Пота с Идари переглянулись.
— А где остальные мои кормильцы, почему они ко мне не подходят?
Баоса необычайно радостно встретил Поту с Идари, был разговорчив, как никогда. Пота слушал болтовню старика и все больше хмурился. Он сел на нары между отцом и Баосой, им подали трубки; Баоса начал расспрашивать о харпинских, болонских новостях. Пота рассеянно отвечал на вопросы, у него не выходили из головы слова Баосы.
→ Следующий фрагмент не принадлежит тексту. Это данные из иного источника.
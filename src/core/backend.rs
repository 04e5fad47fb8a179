//! Authoritative backend set.
//!
//! # Responsibilities
//! - Track every backend the load balancer should know about
//! - Mark backends disabled (not deleted) when they drop out of membership
//! - Prune disabled entries, which only the reload path is allowed to do
//!
//! # Design Decisions
//! - Disabled entries are tombstones: a backend that flaps back in is
//!   re-enabled in place instead of being re-created, so a flap never looks
//!   like a brand-new registration
//! - An entry's address never changes for the lifetime of its name; a new
//!   address arrives under a new registration name
//! - BTreeMap keeps iteration order stable so rendered configs are
//!   reproducible

use std::collections::BTreeMap;

use serde::Serialize;

/// One upstream server instance.
#[derive(Debug, Clone, PartialEq, Eq, Serialize)]
pub struct Backend {
    /// Network address the load balancer reaches this backend at
    /// (host or host:port).
    pub address: String,
    /// Whether traffic should be routed to it. Not part of identity.
    pub enabled: bool,
}

/// Outcome of absorbing a membership snapshot into the set.
#[derive(Debug, Clone, Default)]
pub struct AbsorbOutcome {
    /// Names never seen before this snapshot. Non-empty means a reload is
    /// required; the live-patch path cannot add routing slots.
    pub new_names: Vec<String>,
    /// Names that were disabled by this snapshot.
    pub disabled: Vec<String>,
}

impl AbsorbOutcome {
    pub fn saw_new_names(&self) -> bool {
        !self.new_names.is_empty()
    }
}

/// Mapping from registration name to backend, exclusively owned by the
/// reconciliation controller. Collaborators only ever see `&BackendSet`.
#[derive(Debug, Clone, Default, PartialEq, Eq, Serialize)]
pub struct BackendSet {
    servers: BTreeMap<String, Backend>,
}

impl BackendSet {
    pub fn new() -> Self {
        Self::default()
    }

    pub fn get(&self, name: &str) -> Option<&Backend> {
        self.servers.get(name)
    }

    pub fn iter(&self) -> impl Iterator<Item = (&String, &Backend)> {
        self.servers.iter()
    }

    pub fn len(&self) -> usize {
        self.servers.len()
    }

    pub fn is_empty(&self) -> bool {
        self.servers.is_empty()
    }

    /// Names of all backends, enabled or not.
    pub fn names(&self) -> impl Iterator<Item = &String> {
        self.servers.keys()
    }

    pub fn has_disabled(&self) -> bool {
        self.servers.values().any(|b| !b.enabled)
    }

    /// Fold a resolved membership snapshot into the set.
    ///
    /// Names missing from the snapshot are disabled in place, never removed.
    /// Names present in the snapshot are force-enabled; ones we have never
    /// seen are inserted and reported in the outcome, because adding a
    /// routing slot requires a full reload.
    pub fn absorb(&mut self, snapshot: &BTreeMap<String, String>) -> AbsorbOutcome {
        let mut outcome = AbsorbOutcome::default();

        for (name, backend) in self.servers.iter_mut() {
            if !snapshot.contains_key(name) && backend.enabled {
                backend.enabled = false;
                outcome.disabled.push(name.clone());
            }
        }

        for (name, address) in snapshot {
            match self.servers.get_mut(name) {
                Some(backend) => {
                    // Address is immutable per name; only flip enablement.
                    backend.enabled = true;
                }
                None => {
                    self.servers.insert(
                        name.clone(),
                        Backend {
                            address: address.clone(),
                            enabled: true,
                        },
                    );
                    outcome.new_names.push(name.clone());
                }
            }
        }

        outcome
    }

    /// Drop every disabled entry, returning the removed names.
    ///
    /// Only the reload transition calls this: a reload rewrites the whole
    /// config, so it is the one moment a backend can leave the set cleanly.
    pub fn prune_disabled(&mut self) -> Vec<String> {
        let removed: Vec<String> = self
            .servers
            .iter()
            .filter(|(_, b)| !b.enabled)
            .map(|(name, _)| name.clone())
            .collect();
        for name in &removed {
            self.servers.remove(name);
        }
        removed
    }

    /// Test/bootstrap helper to seed a backend directly.
    pub fn insert(&mut self, name: impl Into<String>, address: impl Into<String>, enabled: bool) {
        self.servers.insert(
            name.into(),
            Backend {
                address: address.into(),
                enabled,
            },
        );
    }
}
«Кормилец, кормилец, — стучала кровь в висках. — Неужели он не забыл? Все годы не напоминал, а теперь напомнил. Что же это такое, что будет с Идари?»
А Идари, веселая, смеющаяся, носила на руках племянниц, угощала леденцами, купленными в Малмыже в лавке торговца Салова. Потом, вспомнив, подбегала к женщинам, рассказывала что-то смешное, и все хозяйки закатывались звонким смехом. Идари была большая насмешница и, когда оказывалась среди родственниц, могла про самый обыденный случай рассказать так, что женщины валились на землю от смеха.
Пота любил жену по-прежнему, для него Идари была самой красивой, самой нежной из всех живущих на земле женщин. Он ласкал ее, прощал мелкие промашки, каковыми всегда обильна жизнь; позабыв о детях, о посторонних, он мог в порыве нежности взять ее на руки и носить, пока руки не устанут, и, только встретив осуждающие взгляды охотников и их жен, он густо, по-юношески, краснел.